Introduction

Introduction

Ventilator‑associated pneumonia (VAP) is a hospital‑acquired infection. Although there is no consensus definition, it is often defined as pneumonia that occurs in patients who have had intubation with an endotracheal or tracheostomy tube to help or control respiratory function continuously for at least 48 hours before the onset of the pneumonia (American Thoracic Society and Infectious Diseases Society of America, 2005). The presence of a tracheal tube interferes with the normal protective reflexes of the upper airway, such as coughing. This can result in impaired clearance of micro‑organisms and rapid colonisation of the oropharyngeal secretions with aerobic Gram‑negative bacteria. These contaminated secretions gather above the cuff of the tracheal tube and slowly leak down into the airway, leading to the unintentional entry of very small amounts of contaminated material into the respiratory tract (micro‑aspiration). This is the main cause of VAP (Hunter 2012). There are no standard criteria to diagnose VAP; a diagnosis is generally based on clinical signs and symptoms, chest X‑rays and microbiological confirmation (American Thoracic Society and Infectious Diseases Society of America, 2005).

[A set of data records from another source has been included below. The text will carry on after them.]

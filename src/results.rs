use std::collections::HashMap;
use std::sync::Arc;

use serde_json::{Map, Value as JsonValue};

use crate::types::SqlValue;

/// A row from a query result.
///
/// Column names and the name-to-index lookup are shared by every row of the result.
#[derive(Debug, Clone)]
pub struct Row {
    /// The column names for this row (shared across all rows in a result)
    pub column_names: Arc<Vec<String>>,
    /// The values for this row
    pub values: Vec<SqlValue>,
    column_index: Arc<HashMap<String, usize>>,
}

impl Row {
    #[must_use]
    pub fn get_column_index(&self, column_name: &str) -> Option<usize> {
        self.column_index.get(column_name).copied()
    }

    /// Get a value from the row by column name
    #[must_use]
    pub fn get(&self, column_name: &str) -> Option<&SqlValue> {
        self.get_column_index(column_name)
            .and_then(|idx| self.values.get(idx))
    }

    /// Get a value from the row by column index
    #[must_use]
    pub fn get_by_index(&self, index: usize) -> Option<&SqlValue> {
        self.values.get(index)
    }

    /// Field mapping of the row with `skip` removed, in the JSON form used for hashing.
    #[must_use]
    pub fn to_json_map_without(&self, skip: &str) -> Map<String, JsonValue> {
        self.column_names
            .iter()
            .zip(&self.values)
            .filter(|(name, _)| name.as_str() != skip)
            .map(|(name, value)| (name.clone(), value.to_json()))
            .collect()
    }
}

/// Result of executing a statement.
///
/// Row-returning statements fill `rows`; DML fills `rows_affected` and, for inserts,
/// `last_insert_id`.
#[derive(Debug, Clone, Default)]
pub struct QueryResult {
    /// The rows returned by the query
    pub rows: Vec<Row>,
    /// The number of rows affected (for DML statements)
    pub rows_affected: u64,
    /// Identifier generated by the last insert, when the transport reports one
    pub last_insert_id: Option<i64>,
    column_names: Option<Arc<Vec<String>>>,
    column_index: Option<Arc<HashMap<String, usize>>>,
}

impl QueryResult {
    /// Create an empty row-returning result with the given columns.
    #[must_use]
    pub fn with_columns(column_names: Vec<String>, capacity: usize) -> Self {
        let column_index = index_columns(&column_names);
        Self {
            rows: Vec::with_capacity(capacity),
            rows_affected: 0,
            last_insert_id: None,
            column_names: Some(Arc::new(column_names)),
            column_index: Some(Arc::new(column_index)),
        }
    }

    /// Result of a statement that returns no rows.
    #[must_use]
    pub fn affected(rows_affected: u64, last_insert_id: Option<i64>) -> Self {
        Self {
            rows_affected,
            last_insert_id,
            ..Self::default()
        }
    }

    #[must_use]
    pub fn column_names(&self) -> Option<&Arc<Vec<String>>> {
        self.column_names.as_ref()
    }

    /// Append a row; values must follow the column order given at construction.
    pub fn push_row(&mut self, values: Vec<SqlValue>) {
        let (Some(column_names), Some(column_index)) = (&self.column_names, &self.column_index)
        else {
            return;
        };
        self.rows.push(Row {
            column_names: Arc::clone(column_names),
            values,
            column_index: Arc::clone(column_index),
        });
    }

    #[must_use]
    pub fn len(&self) -> usize {
        self.rows.len()
    }

    #[must_use]
    pub fn is_empty(&self) -> bool {
        self.rows.is_empty()
    }
}

fn index_columns(column_names: &[String]) -> HashMap<String, usize> {
    column_names
        .iter()
        .enumerate()
        .map(|(i, name)| (name.clone(), i))
        .collect()
}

Around 83,500 intubations were carried out in England in 2013–14 (Health and Social Care Information Centre, 2015). Because of a lack of standardised diagnostic criteria, it is difficult to quantify the exact incidence of VAP. However, VAP is a common complication of mechanical ventilation and the most common infection in ICU (Bouza et al. 2006, Zuschneid et al. 2007, Hunter 2012). Between 10% and 20% of patients who have mechanical ventilation for longer than 48 hours will develop VAP. Critically ill patients who develop VAP appear to be twice as likely to die compared with similar patients without VAP (Safdar et al. 2005).

Risk factors for the development of VAP include prolonged mechanical ventilation, older age, lying face‑up and comorbidities (Bauer et al. 2000). The risk for patients is highest during early ICU stay when it is estimated to be 3% per day during days 1–5 of ventilation, 2% per day during days 5–10 of ventilation and 1% per day thereafter (Masterton, 2008).

Various strategies have been developed to reduce the risk of ICU patients developing VAP, including specialised endotracheal tubes. These tubes include features for continuous subglottic drainage and adequate pressure of the endotracheal‑tube cuff to prevent leakage of colonised subglottic secretions into the lower airway (Kollef, 1999; Dodek et al. 2004).